HONOLULU, Hawaii: The casket bearing Abigail Kinoiki Kekaulike Kawananakoa, long considered the last Hawaiian princess, has gone on public viewing in the Lolani Palace in downtown Honolulu.
The casket, handcrafted from a 165-year-old koa tree that fell during a 2021 storm on the Big Island, arrived at the palace in a hearse and was greeted by a traditional Hawaiian wailing and a chanting of her lineage, before being carried by members of an honor guard of law enforcement officers into the throne room.
"The wailing was just beautiful. It just caused a visceral reaction for me.

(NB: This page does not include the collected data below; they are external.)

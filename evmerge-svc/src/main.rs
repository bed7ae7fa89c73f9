//! evmerge-svc - EV data merge service
//!
//! Accepts merge requests over HTTP, queues them, and processes them one at
//! a time on a background worker that reads both data sources.

use anyhow::{Context, Result};
use clap::Parser;
use std::sync::Arc;
use tokio::signal;
use tracing::{error, info};
use tracing_subscriber::{layer::SubscriberExt, util::SubscriberInitExt};

use evmerge_common::db::init_database;
use evmerge_svc::config::{Args, ServiceConfig};
use evmerge_svc::db::TaskStore;
use evmerge_svc::queue::TaskQueue;
use evmerge_svc::sources::FileSourceLoader;
use evmerge_svc::worker::{requeue_pending, Worker};
use evmerge_svc::{build_router, AppState};

#[tokio::main]
async fn main() -> Result<()> {
    tracing_subscriber::registry()
        .with(
            tracing_subscriber::EnvFilter::try_from_default_env().unwrap_or_else(|_| {
                "evmerge_svc=info,evmerge_common=info,tower_http=info".into()
            }),
        )
        .with(tracing_subscriber::fmt::layer())
        .init();

    let args = Args::parse();

    info!("Starting evmerge-svc v{}", env!("CARGO_PKG_VERSION"));

    let config = ServiceConfig::from_args(&args).context("Failed to resolve configuration")?;

    std::fs::create_dir_all(&config.root_folder).with_context(|| {
        format!(
            "Failed to create root folder {}",
            config.root_folder.display()
        )
    })?;

    let pool = init_database(&config.database_path)
        .await
        .context("Failed to initialize database")?;
    info!("Database: {}", config.database_path.display());

    let store = TaskStore::new(pool);
    let loader = Arc::new(FileSourceLoader::new(
        &config.document_source,
        &config.table_source,
    ));

    let (queue, receiver) = TaskQueue::new();
    let mut worker = Worker::new(store.clone(), loader).spawn(receiver);

    requeue_pending(&store, &queue)
        .await
        .context("Failed to re-enqueue pending tasks")?;

    let app = build_router(AppState::new(store, queue.clone()));

    let listener = tokio::net::TcpListener::bind(config.bind_address())
        .await
        .with_context(|| format!("Failed to bind to {}", config.bind_address()))?;
    info!("Listening on http://{}", config.bind_address());

    let server = async move {
        axum::serve(listener, app)
            .with_graceful_shutdown(shutdown_signal())
            .await
    };

    tokio::select! {
        result = server => {
            result.context("Server error")?;
            info!("HTTP server stopped");
        }
        joined = &mut worker => {
            // The worker only exits early on a fatal error; dropping the
            // server future stops accepting requests.
            return match joined {
                Ok(Ok(())) => Err(anyhow::anyhow!("Task worker exited unexpectedly")),
                Ok(Err(e)) => Err(anyhow::Error::new(e).context("Task worker stopped")),
                Err(e) => Err(anyhow::Error::new(e).context("Task worker panicked")),
            };
        }
    }

    // The in-flight task finishes; queued tasks stay pending for the next start
    queue.shutdown();
    match worker.await {
        Ok(Ok(())) => info!("Task worker stopped"),
        Ok(Err(e)) => error!(error = %e, "Task worker stopped with error"),
        Err(e) => error!(error = %e, "Task worker panicked"),
    }

    info!("Shutdown complete");
    Ok(())
}

/// Graceful shutdown signal handler
async fn shutdown_signal() {
    let ctrl_c = async {
        if let Err(e) = signal::ctrl_c().await {
            error!(error = %e, "Failed to install Ctrl+C handler");
            std::future::pending::<()>().await;
        }
    };

    #[cfg(unix)]
    let terminate = async {
        match signal::unix::signal(signal::unix::SignalKind::terminate()) {
            Ok(mut stream) => {
                stream.recv().await;
            }
            Err(e) => {
                error!(error = %e, "Failed to install SIGTERM handler");
                std::future::pending::<()>().await;
            }
        }
    };

    #[cfg(not(unix))]
    let terminate = std::future::pending::<()>();

    tokio::select! {
        _ = ctrl_c => {
            info!("Received Ctrl+C, shutting down");
        },
        _ = terminate => {
            info!("Received terminate signal, shutting down");
        },
    }
}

I started to cry," said family spokesperson Caroline Witherspoon, as quoted by the Associated Press.
The palace, formerly the home of Hawaiian royalty but is now a museum, is the only royal residence in the US.
Kawananakoa, who was 96 years old when she died, was the palace's largest single benefactor and even paid its electricity bills for many years.
Members of the public were allowed to view her casket. The viewing was scheduled to end at 8 p.m. local time.
Kawananakoa died at her home on 11th December in Nuuanu, near downtown Honolulu. She passed away peacefully with her wife, Veronica Gail Kawananakoa, 70, at her side.
"Abigail will be remembered for her love of Hawaii and its people, and I will miss her with all of my heart," Kawananakoa said in a news release.
While she held no formal title, Kawananakoa was considered a princess, as she was part of the lineage that included the royal family that once ruled the Hawaiian islands.
Meanwhile, Gov. Josh Green ordered that US and Hawaii's state flag be flown at half-staff at the state Capitol and state offices.
A private funeral service is scheduled at Mauna Ala, the Royal Mausoleum State Monument, the burial site of Hawaiian royalty.